PointNet++:Aggregate Local Features with Sampling And Grouping

Review of PointNet

One of the most prominent shortcomings of PointNet is that PointNet does not capture local structures induced by the metric space points live in, because PointNet only extract features on single point, or use max pool to aggregate global points. This limits its ability to recognize fine-grained patterns and generalizability to complex scenes and has led to the poor performance of PointNet in segmentation, especially in partial segmentation scenarios.

PointNet++

Figure 2: Illustration of our hierarchical feature learning architecture and its application for set
segmentation and classification using points in 2D Euclidean space as an example. Single scale point
grouping is visualized here. For details on density adaptive grouping, see Fig. 3

While PointNet uses a single max pooling operation to aggregate the whole point set, PointNet++ builds a hierarchical grouping of points and progressively abstract larger and larger local regions along the hierarchy based on CNNs. As show in Fig.1, the whole PointNeet++ can be divided into three parts, set abstraction, classification and segmentation.
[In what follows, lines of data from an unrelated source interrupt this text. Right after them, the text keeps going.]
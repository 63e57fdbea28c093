//! Execute dispatch: one handler per opcode family, `spec.md` §4.3.
//!
//! `dispatch` is a single `match` over `Opcode`, directly modeled on the teacher's
//! `Core::execute_instruction` match over `Instruction` (`red-planet-core/src/core/mod.rs`); each
//! arm is a thin call into the relevant submodule, mirroring the teacher's `Executor` (`core/
//! execute.rs`) bundling the pieces of state a handler needs behind one struct.

mod alu;
mod amo;
mod branch;
mod csr;
mod fp;
mod loadstore;
mod system;

use log::trace;

use crate::csr::dcsr::DebugCause;
use crate::decode::{DecodeCache, DecodedInst, Opcode};
use crate::hart::{ConsoleIo, HartConfig, HartState};
use crate::memory::Memory;
use crate::trap::Exception;
use crate::trigger::TriggerAction;
use crate::xlen::Xlen;

/// The bundle of mutable state one instruction handler needs, gathered behind a single struct the
/// way the teacher's `Executor<'a, 'c, A, B>` gathers a core/bus pair.
pub struct Executor<'a, X: Xlen> {
    pub state: &'a mut HartState<X>,
    pub memory: &'a mut Memory,
    pub decode_cache: &'a mut DecodeCache,
    pub config: &'a HartConfig,
    /// Harness-supplied console backing the `conIo` byte address (`SPEC_FULL.md` §4, supplemented
    /// from `original_source/Core.cpp`); `None` when the harness configured no `conIo` address.
    pub console: Option<&'a mut dyn ConsoleIo>,
    /// `currPc`: the address of the instruction being executed (captured before the sequential
    /// PC increment `spec.md` §4.7 performs ahead of dispatch).
    pub current_pc: u64,
}

/// What a handler asks the run loop (`hart::Hart::step`) to do next.
#[derive(Debug, Clone, Copy, PartialEq, Eq)]
pub enum StepOutcome {
    /// Ordinary retirement; `state.registers.pc()` already holds the next address.
    Continue,
    Exception(Exception, u64),
    /// A write to the configured `toHost` address with a nonzero value, `spec.md` §4.3/§6.
    Terminate(u64),
    EnterDebugMode(DebugCause),
}

impl<'a, X: Xlen> Executor<'a, X> {
    fn illegal(&self) -> StepOutcome {
        StepOutcome::Exception(Exception::IllegalInst, 0)
    }
}

/// Turns a fired [`TriggerAction`] into the outcome a handler returns, `spec.md` §4.6.
pub(crate) fn trigger_outcome(action: TriggerAction, addr: u64) -> StepOutcome {
    match action {
        TriggerAction::Breakpoint => StepOutcome::Exception(Exception::Breakpoint, addr),
        TriggerAction::EnterDebugMode => StepOutcome::EnterDebugMode(DebugCause::Trigger),
    }
}

/// `spec.md` §4.3: "Dispatch selects the handler by `id`." One arm per [`Opcode`] variant.
pub fn dispatch<X: Xlen>(ex: &mut Executor<X>, inst: &DecodedInst) -> StepOutcome {
    use Opcode::*;
    trace!(
        "executing {:?} at {:#x} (op0={} op1={} op2={} op3={})",
        inst.id,
        ex.current_pc,
        inst.op0,
        inst.op1,
        inst.op2,
        inst.op3
    );
    match inst.id {
        Illegal => ex.illegal(),

        Lui => alu::lui(ex, inst),
        Auipc => alu::auipc(ex, inst),
        Jal => branch::jal(ex, inst),
        Jalr => branch::jalr(ex, inst),

        Beq | Bne | Blt | Bge | Bltu | Bgeu => branch::conditional(ex, inst),

        Lb | Lh | Lw | Lbu | Lhu | Lwu | Ld => loadstore::load(ex, inst),
        Sb | Sh | Sw | Sd => loadstore::store(ex, inst),

        Addi | Slti | Sltiu | Xori | Ori | Andi | Slli | Srli | Srai | Addiw | Slliw | Srliw | Sraiw => {
            alu::reg_imm_op(ex, inst)
        }
        Add | Sub | Sll | Slt | Sltu | Xor | Srl | Sra | Or | And | Addw | Subw | Sllw | Srlw | Sraw => {
            alu::reg_reg_op(ex, inst)
        }
        Mul | Mulh | Mulhsu | Mulhu | Div | Divu | Rem | Remu | Mulw | Divw | Divuw | Remw | Remuw => {
            alu::mul_div_op(ex, inst)
        }

        Fence => system::fence(ex, inst),
        FenceI => system::fence_i(ex, inst),
        Ecall => system::ecall(ex, inst),
        Ebreak => system::ebreak(ex, inst),
        Mret => system::mret(ex, inst),
        Sret => system::sret(ex, inst),
        Uret => system::uret(ex, inst),
        Wfi => system::wfi(ex, inst),
        SfenceVma => StepOutcome::Continue,

        CsrRw | CsrRs | CsrRc | CsrRwi | CsrRsi | CsrRci => csr::csr_op(ex, inst),

        LrW | LrD => amo::load_reserved(ex, inst),
        ScW | ScD => amo::store_conditional(ex, inst),
        AmoswapW | AmoaddW | AmoxorW | AmoandW | AmoorW | AmominW | AmomaxW | AmominuW | AmomaxuW
        | AmoswapD | AmoaddD | AmoxorD | AmoandD | AmoorD | AmominD | AmomaxD | AmominuD | AmomaxuD => {
            amo::amo_op(ex, inst)
        }

        Flw | Fld => fp::fp_load(ex, inst),
        Fsw | Fsd => fp::fp_store(ex, inst),

        FaddS | FsubS | FmulS | FdivS | FsqrtS | FsgnjS | FsgnjnS | FsgnjxS | FminS | FmaxS | FcvtWS
        | FcvtWuS | FcvtSW | FcvtSWu | FcvtLS | FcvtLuS | FcvtSL | FcvtSLu | FmvXW | FmvWX | FeqS
        | FltS | FleS | FclassS => fp::single(ex, inst),

        FaddD | FsubD | FmulD | FdivD | FsqrtD | FsgnjD | FsgnjnD | FsgnjxD | FminD | FmaxD | FcvtWD
        | FcvtWuD | FcvtDW | FcvtDWu | FcvtLD | FcvtLuD | FcvtDL | FcvtDLu | FcvtSD | FcvtDS | FmvXD
        | FmvDX | FeqD | FltD | FleD | FclassD => fp::double(ex, inst),
    }
}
Here we mainly discuss set abstraction and segmentation (as classification is nearly the same as that in PointNet).

Set abstraction

The set abstraction level is made of three key layers: Sampling layer, Grouping layer and PointNet layer. The Sampling layer selects a set of points from input points use FPS, which defines the centroids of local regions. Grouping layer then constructs local region sets by finding “neighboring” points around the centroids. PointNet layer uses a mini-PointNet to encode local region patterns into feature vectors. A set abstraction level takes an $N\times(d + C)$ tensot as input that is from $N$ points with d-dim coordinates and C-dim point feature. It outputs an $N’\times (d + C’ )$ tensor of $N’$ subsampled points with d-dim coordinates and new $C’$-dim feature vectors summarizing local context.

Here’s the code of this layer:

class PointNetSetAbstraction(nn.Module):
    def __init__(self, npoint, radius, nsample, in_channel, mlp, group_all):
        super(PointNetSetAbstraction, self).__init__()
        self.npoint = npoint
        self.radius = radius
        self.nsample = nsample
        self.mlp_convs = nn.ModuleList()
        self.mlp_bns = nn.ModuleList()
        last_channel = in_channel
        for out_channel in mlp:
            self.mlp_convs.append(nn.Conv2d(last_channel, out_channel, 1))
            self.mlp_bns.append(nn.BatchNorm2d(out_channel))
            last_channel = out_channel
        self.group_all = group_all

    def forward(self, xyz, points):
        """
        Input:
            xyz: input points position data, [B, C, N]
            points: input points data, [B, D, N]
        Return:
            new_xyz: sampled points position data, [B, C, S]
            new_points_concat: sample points feature data, [B, D', S]
        """
        xyz = xyz.permute(0, 2, 1)
        if points is not None:
            points = points.permute(0, 2, 1)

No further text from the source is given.